**EXERCISE DESCRIPTION**
Return the entries below precisely, omitting nothing.

Saved data entries:
§ §

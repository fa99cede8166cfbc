//! Database migration runner for Corebank.
//!
//! Usage:
//!   migrator up      - Run all pending migrations
//!   migrator down    - Rollback last migration
//!   migrator status  - Show migration status
//!   migrator fresh   - Drop all tables and re-run migrations
//!
//! Reads `DATABASE_URL` from the environment or `.env`.

use corebank_db::migration::Migrator;
use sea_orm_migration::prelude::*;

#[tokio::main]
async fn main() {
    dotenvy::dotenv().ok();

    // The CLI sets up its own tracing
    cli::run_cli(Migrator).await;
}
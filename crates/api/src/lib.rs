//! HTTP API layer with Axum routes and middleware.
//!
//! This crate provides:
//! - REST API routes under `/api/v1`
//! - Authentication and admin middleware
//! - Request extractors and error responses
//! - The scheduled EMI deduction job

pub mod error;
pub mod extractors;
pub mod jobs;
pub mod middleware;
pub mod routes;

use axum::Router;
use axum::http::HeaderValue;
use sea_orm::DatabaseConnection;
use std::sync::Arc;
use tower_http::cors::{Any, CorsLayer};
use tower_http::trace::TraceLayer;
use corebank_shared::JwtService;

/// Application state shared across handlers.
#[derive(Clone)]
pub struct AppState {
    /// Database connection pool.
    pub db: Arc<DatabaseConnection>,
    /// JWT service for token operations.
    pub jwt_service: Arc<JwtService>,
}

impl AppState {
    /// Creates the state from a connection and a JWT service.
    #[must_use]
    pub fn new(db: DatabaseConnection, jwt_service: JwtService) -> Self {
        Self {
            db: Arc::new(db),
            jwt_service: Arc::new(jwt_service),
        }
    }
}

/// Creates the main application router.
///
/// `cors_origin` restricts CORS to a single origin; `None` allows any.
pub fn create_router(state: AppState, cors_origin: Option<&str>) -> Router {
    Router::new()
        .nest("/api/v1", routes::api_routes(state.clone()))
        .layer(TraceLayer::new_for_http())
        .layer(cors_layer(cors_origin))
        .with_state(state)
}

fn cors_layer(origin: Option<&str>) -> CorsLayer {
    let layer = CorsLayer::new().allow_methods(Any).allow_headers(Any);

    match origin.and_then(|o| HeaderValue::from_str(o).ok()) {
        Some(origin) => layer.allow_origin(origin),
        None => layer.allow_origin(Any),
    }
}

#[cfg(test)]
pub(crate) mod test_support {
    use axum::{
        Router,
        body::Body,
        http::{Request, Response},
    };
    use http_body_util::BodyExt;
    use sea_orm::DatabaseConnection;
    use tower::ServiceExt;

    use super::{AppState, create_router};
    use corebank_shared::{JwtConfig, JwtService};

    pub fn jwt() -> JwtService {
        JwtService::new(JwtConfig {
            secret: "test-secret-key-that-is-long-enough".to_string(),
            access_token_expiry_secs: 900,
            refresh_token_expiry_secs: 3600,
        })
    }

    /// Router over a disconnected database; only paths that never query it
    /// can succeed.
    pub fn app() -> Router {
        create_router(AppState::new(DatabaseConnection::default(), jwt()), None)
    }

    pub async fn send(app: Router, request: Request<Body>) -> (u16, serde_json::Value) {
        let response: Response<Body> = app.oneshot(request).await.unwrap();
        let status = response.status().as_u16();
        let bytes = response.into_body().collect().await.unwrap().to_bytes();
        let body = serde_json::from_slice(&bytes).unwrap_or(serde_json::Value::Null);
        (status, body)
    }

    pub fn json_request(method: &str, uri: &str, body: &serde_json::Value) -> Request<Body> {
        Request::builder()
            .method(method)
            .uri(uri)
            .header("content-type", "application/json")
            .body(Body::from(body.to_string()))
            .unwrap()
    }

    pub fn get(uri: &str) -> Request<Body> {
        Request::builder().uri(uri).body(Body::empty()).unwrap()
    }
}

§ §

**WRITTEN RESPONSE**
repository fa99cede8166cfbc
//! Database migration runner for Corebank.
//!
//! Usage:
//!   migrator up      - Run all pending migrations
//!   migrator down    - Rollback last migration
//!   migrator status  - Show migration status
//!   migrator fresh   - Drop all tables and re-run migrations
//!
//! Reads `DATABASE_URL` from the environment or `.env`.

use corebank_db::migration::Migrator;
use sea_orm_migration::prelude::*;

#[tokio::main]
async fn main() {
    dotenvy::dotenv().ok();

    // The CLI sets up its own tracing
    cli::run_cli(Migrator).await;
}
filename crates/api/src/lib.rs
//! HTTP API layer with Axum routes and middleware.
//!
//! This crate provides:
//! - REST API routes under `/api/v1`
//! - Authentication and admin middleware
//! - Request extractors and error responses
//! - The scheduled EMI deduction job

pub mod error;
pub mod extractors;
pub mod jobs;
pub mod middleware;
pub mod routes;

use axum::Router;
use axum::http::HeaderValue;
use sea_orm::DatabaseConnection;
use std::sync::Arc;
use tower_http::cors::{Any, CorsLayer};
use tower_http::trace::TraceLayer;
use corebank_shared::JwtService;

/// Application state shared across handlers.
#[derive(Clone)]
pub struct AppState {
    /// Database connection pool.
    pub db: Arc<DatabaseConnection>,
    /// JWT service for token operations.
    pub jwt_service: Arc<JwtService>,
}

impl AppState {
    /// Creates the state from a connection and a JWT service.
    #[must_use]
    pub fn new(db: DatabaseConnection, jwt_service: JwtService) -> Self {
        Self {
            db: Arc::new(db),
            jwt_service: Arc::new(jwt_service),
        }
    }
}

/// Creates the main application router.
///
/// `cors_origin` restricts CORS to a single origin; `None` allows any.
pub fn create_router(state: AppState, cors_origin: Option<&str>) -> Router {
    Router::new()
        .nest("/api/v1", routes::api_routes(state.clone()))
        .layer(TraceLayer::new_for_http())
        .layer(cors_layer(cors_origin))
        .with_state(state)
}

fn cors_layer(origin: Option<&str>) -> CorsLayer {
    let layer = CorsLayer::new().allow_methods(Any).allow_headers(Any);

    match origin.and_then(|o| HeaderValue::from_str(o).ok()) {
        Some(origin) => layer.allow_origin(origin),
        None => layer.allow_origin(Any),
    }
}

#[cfg(test)]
pub(crate) mod test_support {
    use axum::{
        Router,
        body::Body,
        http::{Request, Response},
    };
    use http_body_util::BodyExt;
    use sea_orm::DatabaseConnection;
    use tower::ServiceExt;

    use super::{AppState, create_router};
    use corebank_shared::{JwtConfig, JwtService};

    pub fn jwt() -> JwtService {
        JwtService::new(JwtConfig {
            secret: "test-secret-key-that-is-long-enough".to_string(),
            access_token_expiry_secs: 900,
            refresh_token_expiry_secs: 3600,
        })
    }

    /// Router over a disconnected database; only paths that never query it
    /// can succeed.
    pub fn app() -> Router {
        create_router(AppState::new(DatabaseConnection::default(), jwt()), None)
    }

    pub async fn send(app: Router, request: Request<Body>) -> (u16, serde_json::Value) {
        let response: Response<Body> = app.oneshot(request).await.unwrap();
        let status = response.status().as_u16();
        let bytes = response.into_body().collect().await.unwrap().to_bytes();
        let body = serde_json::from_slice(&bytes).unwrap_or(serde_json::Value::Null);
        (status, body)
    }

    pub fn json_request(method: &str, uri: &str, body: &serde_json::Value) -> Request<Body> {
        Request::builder()
            .method(method)
            .uri(uri)
            .header("content-type", "application/json")
            .body(Body::from(body.to_string()))
            .unwrap()
    }

    pub fn get(uri: &str) -> Request<Body> {
        Request::builder().uri(uri).body(Body::empty()).unwrap()
    }
}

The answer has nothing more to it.